◆ **EXTRACTED DATA**

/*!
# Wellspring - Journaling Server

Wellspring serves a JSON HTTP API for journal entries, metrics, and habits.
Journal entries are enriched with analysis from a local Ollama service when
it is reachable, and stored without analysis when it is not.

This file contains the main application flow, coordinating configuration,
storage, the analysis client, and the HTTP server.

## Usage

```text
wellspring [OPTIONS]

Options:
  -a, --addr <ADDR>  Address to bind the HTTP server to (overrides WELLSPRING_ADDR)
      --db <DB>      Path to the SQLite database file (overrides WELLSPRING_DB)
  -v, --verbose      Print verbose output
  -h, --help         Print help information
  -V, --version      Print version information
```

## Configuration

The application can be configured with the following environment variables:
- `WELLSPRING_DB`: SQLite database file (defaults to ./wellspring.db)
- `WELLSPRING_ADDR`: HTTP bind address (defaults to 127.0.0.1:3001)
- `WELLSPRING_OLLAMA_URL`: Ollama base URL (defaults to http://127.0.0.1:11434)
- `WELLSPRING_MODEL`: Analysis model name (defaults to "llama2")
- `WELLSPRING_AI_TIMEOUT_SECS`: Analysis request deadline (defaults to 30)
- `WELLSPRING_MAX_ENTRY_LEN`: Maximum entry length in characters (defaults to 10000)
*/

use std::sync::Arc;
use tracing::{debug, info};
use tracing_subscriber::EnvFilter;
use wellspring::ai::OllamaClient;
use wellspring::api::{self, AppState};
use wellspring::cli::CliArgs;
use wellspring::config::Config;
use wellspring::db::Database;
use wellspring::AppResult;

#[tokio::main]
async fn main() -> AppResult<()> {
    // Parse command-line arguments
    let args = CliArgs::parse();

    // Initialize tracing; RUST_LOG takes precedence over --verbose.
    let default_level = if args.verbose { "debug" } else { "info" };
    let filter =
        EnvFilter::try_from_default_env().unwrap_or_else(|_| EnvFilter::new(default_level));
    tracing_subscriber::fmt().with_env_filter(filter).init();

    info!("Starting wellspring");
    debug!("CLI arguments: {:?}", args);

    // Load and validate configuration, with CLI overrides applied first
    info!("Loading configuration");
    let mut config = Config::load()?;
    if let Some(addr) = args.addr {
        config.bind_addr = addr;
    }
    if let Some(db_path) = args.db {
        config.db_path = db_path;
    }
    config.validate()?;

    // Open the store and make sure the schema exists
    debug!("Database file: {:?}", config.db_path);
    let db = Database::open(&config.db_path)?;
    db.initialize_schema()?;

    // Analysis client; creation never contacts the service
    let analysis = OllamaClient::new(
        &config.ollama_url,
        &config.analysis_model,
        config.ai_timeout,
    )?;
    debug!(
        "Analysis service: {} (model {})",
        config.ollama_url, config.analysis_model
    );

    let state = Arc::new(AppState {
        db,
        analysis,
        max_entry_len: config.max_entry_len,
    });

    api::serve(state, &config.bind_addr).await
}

==

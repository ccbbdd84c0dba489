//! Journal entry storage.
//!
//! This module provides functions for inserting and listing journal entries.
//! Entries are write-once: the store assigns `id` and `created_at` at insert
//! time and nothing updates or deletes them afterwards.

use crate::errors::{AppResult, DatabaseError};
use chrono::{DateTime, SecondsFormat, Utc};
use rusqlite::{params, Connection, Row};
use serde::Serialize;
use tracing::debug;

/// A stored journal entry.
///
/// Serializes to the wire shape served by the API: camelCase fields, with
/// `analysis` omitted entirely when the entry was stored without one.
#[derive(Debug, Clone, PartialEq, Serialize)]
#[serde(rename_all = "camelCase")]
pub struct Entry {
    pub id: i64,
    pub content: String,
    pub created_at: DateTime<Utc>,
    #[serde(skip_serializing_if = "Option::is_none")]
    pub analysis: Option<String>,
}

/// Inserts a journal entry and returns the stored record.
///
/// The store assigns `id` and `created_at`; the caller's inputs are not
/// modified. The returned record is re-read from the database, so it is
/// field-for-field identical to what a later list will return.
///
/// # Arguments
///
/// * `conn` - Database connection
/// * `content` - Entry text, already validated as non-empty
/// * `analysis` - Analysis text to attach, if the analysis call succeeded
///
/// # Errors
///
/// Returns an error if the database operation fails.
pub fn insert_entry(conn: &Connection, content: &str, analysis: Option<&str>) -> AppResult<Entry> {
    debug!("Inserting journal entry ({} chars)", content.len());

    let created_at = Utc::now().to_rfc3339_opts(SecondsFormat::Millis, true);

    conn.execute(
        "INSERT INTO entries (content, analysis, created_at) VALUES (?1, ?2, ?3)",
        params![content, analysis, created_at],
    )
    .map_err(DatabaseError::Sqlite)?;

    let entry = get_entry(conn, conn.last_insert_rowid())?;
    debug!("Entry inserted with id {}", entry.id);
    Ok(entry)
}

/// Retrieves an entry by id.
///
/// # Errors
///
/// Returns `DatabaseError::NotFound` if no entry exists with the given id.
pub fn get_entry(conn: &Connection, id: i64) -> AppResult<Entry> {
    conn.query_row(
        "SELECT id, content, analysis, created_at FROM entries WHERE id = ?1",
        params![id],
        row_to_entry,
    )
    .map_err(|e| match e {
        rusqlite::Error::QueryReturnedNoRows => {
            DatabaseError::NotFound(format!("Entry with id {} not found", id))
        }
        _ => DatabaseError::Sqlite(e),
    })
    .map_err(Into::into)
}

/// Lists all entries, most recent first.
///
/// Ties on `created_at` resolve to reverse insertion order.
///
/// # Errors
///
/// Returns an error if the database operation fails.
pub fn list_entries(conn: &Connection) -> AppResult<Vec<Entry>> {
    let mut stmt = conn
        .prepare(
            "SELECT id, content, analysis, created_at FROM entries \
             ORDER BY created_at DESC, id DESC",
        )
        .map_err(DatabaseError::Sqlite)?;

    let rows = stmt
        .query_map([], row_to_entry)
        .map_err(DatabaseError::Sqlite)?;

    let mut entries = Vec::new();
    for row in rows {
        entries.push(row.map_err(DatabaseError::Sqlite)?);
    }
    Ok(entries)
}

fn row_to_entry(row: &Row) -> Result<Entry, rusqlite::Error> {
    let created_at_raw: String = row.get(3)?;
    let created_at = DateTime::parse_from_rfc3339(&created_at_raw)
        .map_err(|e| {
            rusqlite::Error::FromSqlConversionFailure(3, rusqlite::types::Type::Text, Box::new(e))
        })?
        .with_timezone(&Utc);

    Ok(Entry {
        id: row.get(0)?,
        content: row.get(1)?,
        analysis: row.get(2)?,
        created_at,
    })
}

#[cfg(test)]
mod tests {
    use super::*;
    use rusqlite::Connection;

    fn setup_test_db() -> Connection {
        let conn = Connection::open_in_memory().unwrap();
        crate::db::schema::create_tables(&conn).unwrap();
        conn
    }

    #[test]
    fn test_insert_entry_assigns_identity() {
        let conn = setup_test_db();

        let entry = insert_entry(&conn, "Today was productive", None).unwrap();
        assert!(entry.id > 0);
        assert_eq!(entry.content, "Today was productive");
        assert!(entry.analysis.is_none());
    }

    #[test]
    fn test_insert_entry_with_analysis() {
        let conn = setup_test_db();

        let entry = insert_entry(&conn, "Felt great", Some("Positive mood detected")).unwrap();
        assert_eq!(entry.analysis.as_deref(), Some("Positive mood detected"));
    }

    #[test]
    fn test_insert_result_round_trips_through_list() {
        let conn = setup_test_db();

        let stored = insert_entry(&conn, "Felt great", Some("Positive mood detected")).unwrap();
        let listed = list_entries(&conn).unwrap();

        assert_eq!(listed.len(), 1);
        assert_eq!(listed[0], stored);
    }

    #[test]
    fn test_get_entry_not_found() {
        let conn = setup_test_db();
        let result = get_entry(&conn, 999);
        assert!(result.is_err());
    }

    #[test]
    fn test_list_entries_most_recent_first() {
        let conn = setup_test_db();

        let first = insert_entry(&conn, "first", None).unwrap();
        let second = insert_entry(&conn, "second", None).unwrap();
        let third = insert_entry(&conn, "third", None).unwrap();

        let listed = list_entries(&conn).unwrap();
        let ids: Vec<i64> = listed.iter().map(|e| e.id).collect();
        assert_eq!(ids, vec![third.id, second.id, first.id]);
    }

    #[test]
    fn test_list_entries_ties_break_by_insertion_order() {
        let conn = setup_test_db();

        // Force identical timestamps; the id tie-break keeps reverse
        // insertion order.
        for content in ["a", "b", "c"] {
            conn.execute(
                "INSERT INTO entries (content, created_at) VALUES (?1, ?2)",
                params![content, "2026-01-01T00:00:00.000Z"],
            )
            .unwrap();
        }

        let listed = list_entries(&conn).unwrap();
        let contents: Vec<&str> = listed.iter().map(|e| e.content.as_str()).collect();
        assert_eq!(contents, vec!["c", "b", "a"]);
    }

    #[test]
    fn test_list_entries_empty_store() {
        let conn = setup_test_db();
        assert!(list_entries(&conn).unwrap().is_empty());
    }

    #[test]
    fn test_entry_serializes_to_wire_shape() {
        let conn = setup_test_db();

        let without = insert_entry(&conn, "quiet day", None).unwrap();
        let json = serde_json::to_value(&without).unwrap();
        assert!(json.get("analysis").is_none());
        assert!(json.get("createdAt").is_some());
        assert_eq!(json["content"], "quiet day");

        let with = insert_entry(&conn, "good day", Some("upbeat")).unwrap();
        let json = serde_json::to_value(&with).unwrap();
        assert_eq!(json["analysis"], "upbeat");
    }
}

* * *

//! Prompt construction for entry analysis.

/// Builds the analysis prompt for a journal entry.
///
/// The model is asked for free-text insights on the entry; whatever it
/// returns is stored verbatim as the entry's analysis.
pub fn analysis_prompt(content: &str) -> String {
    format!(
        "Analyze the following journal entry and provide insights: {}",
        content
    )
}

◆ **YOUR TASK**
From the data above, copy each line that has the string "rusqlite".

◆ **ANSWER AREA**
use rusqlite::{params, Connection, Row};
        rusqlite::Error::QueryReturnedNoRows => {
fn row_to_entry(row: &Row) -> Result<Entry, rusqlite::Error> {
            rusqlite::Error::FromSqlConversionFailure(3, rusqlite::types::Type::Text, Box::new(e))
    use rusqlite::Connection;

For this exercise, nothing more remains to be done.